Apresentação
Nos últimos 25 anos, a produção brasileira de leite aumentou 119%, passando de 10,2 bilhões de litros em 1979 para 22,3 bilhões em 2003. Para o ano de 2005 a expectativa é de que se confirme uma produção de 22,9 bilhões de litros de leite.
Considerando a importância do leite para a economia, para a dieta humana e as exigências de qualidade dos consumidores faz-se necessário a produção de publicações que contemplem informações quanto a contaminação deste produto por substâncias e/ou resíduos químicos, sobre tudo as ocasionadas por metabólitos fúngicos, com foco na melhoria da qualidade, segurança e inocuidade do leite.

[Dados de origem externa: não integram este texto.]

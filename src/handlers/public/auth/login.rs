use axum::response::Json;
use serde::Deserialize;
use serde_json::{json, Value};

use crate::auth::{self, password};
use crate::config;
use crate::database::users::UserStore;
use crate::error::ApiError;
use crate::validation::{self, Violations};

#[derive(Debug, Deserialize)]
pub struct LoginRequest {
    pub email: Option<String>,
    pub password: Option<String>,
}

/// POST /api/auth/login - exchange credentials for a token
pub async fn login_post(Json(payload): Json<LoginRequest>) -> Result<Json<Value>, ApiError> {
    let mut v = Violations::new();
    validation::email(&mut v, payload.email.as_deref());
    if payload.password.as_deref().map_or(true, |p| p.is_empty()) {
        v.add("password", "Password is required");
    }
    v.into_result()?;

    let email = payload.email.as_deref().map(str::trim).unwrap_or_default();
    let plaintext = payload.password.as_deref().unwrap_or_default();

    let users = UserStore::new().await?;

    // Unknown email and wrong password produce the same response so the
    // endpoint cannot be used to discover which accounts exist.
    let mut user = users
        .find_by_email(email)
        .await?
        .ok_or_else(|| ApiError::unauthorized("Invalid email or password"))?;

    if !password::verify_password(plaintext, &user.password_hash)? {
        tracing::warn!("Failed login attempt for user {}", user.id);
        return Err(ApiError::unauthorized("Invalid email or password"));
    }

    if !user.is_active {
        return Err(ApiError::unauthorized("Account deactivated"));
    }

    let token = auth::generate_jwt(user.id)?;

    let now = chrono::Utc::now();
    users.touch_last_login(user.id, now).await?;
    user.last_login_at = Some(now);

    tracing::info!("User {} logged in", user.id);

    Ok(Json(json!({
        "success": true,
        "data": {
            "user": user.to_api_json(),
            "token": token,
            "expiresIn": config::config().security.jwt_expiry_hours * 3600,
        }
    })))
}
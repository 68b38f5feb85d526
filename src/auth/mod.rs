use chrono::{Duration, Utc};
use jsonwebtoken::{decode, encode, DecodingKey, EncodingKey, Header, Validation};
use serde::{Deserialize, Serialize};
use uuid::Uuid;

use crate::config;

pub mod password;

/// JWT claims embedded in every issued token.
///
/// Possession proves identity for up to the configured window (7 days by
/// default). There is no revocation list; the auth layer re-checks the
/// live account-active flag on every request to compensate.
#[derive(Debug, Serialize, Deserialize)]
pub struct Claims {
    /// Subject - user id
    pub sub: Uuid,
    /// Issuer tag
    pub iss: String,
    pub iat: i64,
    pub exp: i64,
}

impl Claims {
    pub fn new(user_id: Uuid) -> Self {
        let now = Utc::now();
        let expiry_hours = config::config().security.jwt_expiry_hours;
        let exp = (now + Duration::hours(expiry_hours as i64)).timestamp();

        Self {
            sub: user_id,
            iss: config::config().security.jwt_issuer.clone(),
            iat: now.timestamp(),
            exp,
        }
    }
}

#[derive(Debug)]
pub enum TokenError {
    /// Current time exceeds the embedded expiry
    Expired,
    /// Signature does not match the configured secret
    InvalidSignature,
    /// Token cannot be decoded at all
    Malformed(String),
    /// No signing secret configured
    MissingSecret,
    Generation(String),
}

impl std::fmt::Display for TokenError {
    fn fmt(&self, f: &mut std::fmt::Formatter<'_>) -> std::fmt::Result {
        match self {
            TokenError::Expired => write!(f, "token expired"),
            TokenError::InvalidSignature => write!(f, "invalid token signature"),
            TokenError::Malformed(msg) => write!(f, "malformed token: {}", msg),
            TokenError::MissingSecret => write!(f, "JWT secret not configured"),
            TokenError::Generation(msg) => write!(f, "JWT generation error: {}", msg),
        }
    }
}

impl std::error::Error for TokenError {}

/// Issue a signed HS256 token embedding the user id, using the
/// configured secret and expiry window.
pub fn generate_jwt(user_id: Uuid) -> Result<String, TokenError> {
    let secret = &config::config().security.jwt_secret;

    if secret.is_empty() {
        return Err(TokenError::MissingSecret);
    }

    sign(secret, &Claims::new(user_id))
}

/// Decode and validate a token against the configured secret: signature,
/// expiry and issuer.
///
/// Pure computation - no store access, no suspension.
pub fn validate_jwt(token: &str) -> Result<Claims, TokenError> {
    let secret = &config::config().security.jwt_secret;

    if secret.is_empty() {
        return Err(TokenError::MissingSecret);
    }

    verify(secret, &config::config().security.jwt_issuer, token)
}

fn sign(secret: &str, claims: &Claims) -> Result<String, TokenError> {
    let encoding_key = EncodingKey::from_secret(secret.as_bytes());
    encode(&Header::default(), claims, &encoding_key).map_err(|e| TokenError::Generation(e.to_string()))
}

fn verify(secret: &str, issuer: &str, token: &str) -> Result<Claims, TokenError> {
    let decoding_key = DecodingKey::from_secret(secret.as_bytes());
    let mut validation = Validation::default();
    validation.set_issuer(&[issuer]);

    decode::<Claims>(token, &decoding_key, &validation)
        .map(|data| data.claims)
        .map_err(|e| match e.kind() {
            jsonwebtoken::errors::ErrorKind::ExpiredSignature => TokenError::Expired,
            jsonwebtoken::errors::ErrorKind::InvalidSignature => TokenError::InvalidSignature,
            _ => TokenError::Malformed(e.to_string()),
        })
}

#[cfg(test)]
mod tests {
    use super::*;

    const SECRET: &str = "unit-test-secret";

    #[test]
    fn token_round_trip() {
        let user_id = Uuid::new_v4();
        let issuer = &config::config().security.jwt_issuer;

        let token = sign(SECRET, &Claims::new(user_id)).unwrap();
        let claims = verify(SECRET, issuer, &token).unwrap();

        assert_eq!(claims.sub, user_id);
        assert_eq!(&claims.iss, issuer);
        assert!(claims.exp > claims.iat);
    }

    #[test]
    fn expiry_window_is_seven_days_by_default() {
        let claims = Claims::new(Uuid::new_v4());
        assert_eq!(claims.exp - claims.iat, 7 * 24 * 3600);
    }

    #[test]
    fn expired_token_is_rejected_as_expired() {
        let issuer = config::config().security.jwt_issuer.clone();

        // Hand-craft a token whose exp is already in the past but whose
        // signature is otherwise valid.
        let now = Utc::now().timestamp();
        let claims = Claims {
            sub: Uuid::new_v4(),
            iss: issuer.clone(),
            iat: now - 8 * 24 * 3600,
            exp: now - 24 * 3600,
        };
        let token = sign(SECRET, &claims).unwrap();

        match verify(SECRET, &issuer, &token) {
            Err(TokenError::Expired) => {}
            other => panic!("expected Expired, got {:?}", other.map(|c| c.sub)),
        }
    }

    #[test]
    fn wrong_secret_is_rejected_as_invalid_signature() {
        let issuer = config::config().security.jwt_issuer.clone();

        let token = sign("some-other-secret", &Claims::new(Uuid::new_v4())).unwrap();

        match verify(SECRET, &issuer, &token) {
            Err(TokenError::InvalidSignature) => {}
            other => panic!("expected InvalidSignature, got {:?}", other.map(|c| c.sub)),
        }
    }

    #[test]
    fn wrong_issuer_is_rejected() {
        let claims = Claims {
            iss: "some-other-service".to_string(),
            ..Claims::new(Uuid::new_v4())
        };
        let token = sign(SECRET, &claims).unwrap();

        assert!(verify(SECRET, &config::config().security.jwt_issuer, &token).is_err());
    }

    #[test]
    fn garbage_is_rejected_as_malformed() {
        match verify(SECRET, "venture-api", "not-a-jwt-at-all") {
            Err(TokenError::Malformed(_)) => {}
            other => panic!("expected Malformed, got {:?}", other.map(|c| c.sub)),
        }
    }
}
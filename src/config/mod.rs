use once_cell::sync::Lazy;
use serde::{Deserialize, Serialize};
use std::env;

#[derive(Debug, Clone, Serialize, Deserialize)]
pub struct AppConfig {
    pub environment: Environment,
    pub database: DatabaseConfig,
    pub api: ApiConfig,
    pub security: SecurityConfig,
}

#[derive(Debug, Clone, Serialize, Deserialize)]
pub enum Environment {
    Development,
    Staging,
    Production,
}

#[derive(Debug, Clone, Serialize, Deserialize)]
pub struct DatabaseConfig {
    pub max_connections: u32,
    pub connection_timeout: u64,
    pub enable_query_logging: bool,
}

#[derive(Debug, Clone, Serialize, Deserialize)]
pub struct ApiConfig {
    pub enable_request_logging: bool,
    pub max_request_size_bytes: usize,
    pub default_page_size: i64,
    pub max_page_size: i64,
}

#[derive(Debug, Clone, Serialize, Deserialize)]
pub struct SecurityConfig {
    pub enable_cors: bool,
    pub cors_origins: Vec<String>,
    pub jwt_issuer: String,
    pub jwt_expiry_hours: u64,
    /// HS256 signing secret, sourced from JWT_SECRET. Empty means token
    /// issuance/verification fails loudly rather than signing with a
    /// guessable default.
    #[serde(skip_serializing)]
    pub jwt_secret: String,
}

impl AppConfig {
    pub fn from_env() -> Self {
        let environment = match env::var("APP_ENV").as_deref() {
            Ok("production") | Ok("prod") => Environment::Production,
            Ok("staging") | Ok("stage") => Environment::Staging,
            _ => Environment::Development,
        };

        // Set defaults based on environment, then override with specific env vars
        match environment {
            Environment::Production => Self::production(),
            Environment::Staging => Self::staging(),
            Environment::Development => Self::development(),
        }
        .with_env_overrides()
    }

    fn with_env_overrides(mut self) -> Self {
        // Database overrides
        if let Ok(v) = env::var("DATABASE_MAX_CONNECTIONS") {
            self.database.max_connections = v.parse().unwrap_or(self.database.max_connections);
        }
        if let Ok(v) = env::var("DATABASE_CONNECTION_TIMEOUT") {
            self.database.connection_timeout = v.parse().unwrap_or(self.database.connection_timeout);
        }
        if let Ok(v) = env::var("DATABASE_ENABLE_QUERY_LOGGING") {
            self.database.enable_query_logging = v.parse().unwrap_or(self.database.enable_query_logging);
        }

        // API overrides
        if let Ok(v) = env::var("API_ENABLE_REQUEST_LOGGING") {
            self.api.enable_request_logging = v.parse().unwrap_or(self.api.enable_request_logging);
        }
        if let Ok(v) = env::var("API_MAX_REQUEST_SIZE_BYTES") {
            self.api.max_request_size_bytes = v.parse().unwrap_or(self.api.max_request_size_bytes);
        }
        if let Ok(v) = env::var("API_DEFAULT_PAGE_SIZE") {
            self.api.default_page_size = v.parse().unwrap_or(self.api.default_page_size);
        }

        // Security overrides
        if let Ok(v) = env::var("SECURITY_ENABLE_CORS") {
            self.security.enable_cors = v.parse().unwrap_or(self.security.enable_cors);
        }
        if let Ok(v) = env::var("SECURITY_CORS_ORIGINS") {
            self.security.cors_origins = v.split(',').map(|s| s.trim().to_string()).collect();
        }
        if let Ok(v) = env::var("SECURITY_JWT_EXPIRY_HOURS") {
            self.security.jwt_expiry_hours = v.parse().unwrap_or(self.security.jwt_expiry_hours);
        }
        if let Ok(v) = env::var("JWT_SECRET") {
            self.security.jwt_secret = v;
        }

        self
    }

    fn development() -> Self {
        Self {
            environment: Environment::Development,
            database: DatabaseConfig {
                max_connections: 10,
                connection_timeout: 30,
                enable_query_logging: true,
            },
            api: ApiConfig {
                enable_request_logging: true,
                max_request_size_bytes: 2 * 1024 * 1024, // 2MB
                default_page_size: 10,
                max_page_size: 50,
            },
            security: SecurityConfig {
                enable_cors: true,
                cors_origins: vec!["http://localhost:3000".to_string(), "http://localhost:5173".to_string()],
                jwt_issuer: "venture-api".to_string(),
                jwt_expiry_hours: 24 * 7, // 7 day token window
                jwt_secret: String::new(),
            },
        }
    }

    fn staging() -> Self {
        Self {
            environment: Environment::Staging,
            database: DatabaseConfig {
                max_connections: 20,
                connection_timeout: 10,
                enable_query_logging: true,
            },
            api: ApiConfig {
                enable_request_logging: true,
                max_request_size_bytes: 1024 * 1024, // 1MB
                default_page_size: 10,
                max_page_size: 50,
            },
            security: SecurityConfig {
                enable_cors: true,
                cors_origins: vec!["https://staging.venture.example.com".to_string()],
                jwt_issuer: "venture-api".to_string(),
                jwt_expiry_hours: 24 * 7,
                jwt_secret: String::new(),
            },
        }
    }

    fn production() -> Self {
        Self {
            environment: Environment::Production,
            database: DatabaseConfig {
                max_connections: 50,
                connection_timeout: 5,
                enable_query_logging: false,
            },
            api: ApiConfig {
                enable_request_logging: false,
                max_request_size_bytes: 1024 * 1024, // 1MB
                default_page_size: 10,
                max_page_size: 50,
            },
            security: SecurityConfig {
                enable_cors: true,
                cors_origins: vec!["https://venture.example.com".to_string()],
                jwt_issuer: "venture-api".to_string(),
                jwt_expiry_hours: 24 * 7,
                jwt_secret: String::new(),
            },
        }
    }
}

// Global singleton config - initialized once at startup
pub static CONFIG: Lazy<AppConfig> = Lazy::new(AppConfig::from_env);

// Convenience function for accessing config
pub fn config() -> &'static AppConfig {
    &CONFIG
}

Procedimento de detecção e quantificação
O procedimento mais utilizado é a Cromatografia Líquida de Alta Eficiência (CLAE), com ou sem derivação pós-coluna, detector de fluorescência, os kits de Elisa, fluorimetria e Cromatografia de Camada Delgada (CCD) ou a Cromatografia de Camada Delgada de Alta Eficiência (CCDAE).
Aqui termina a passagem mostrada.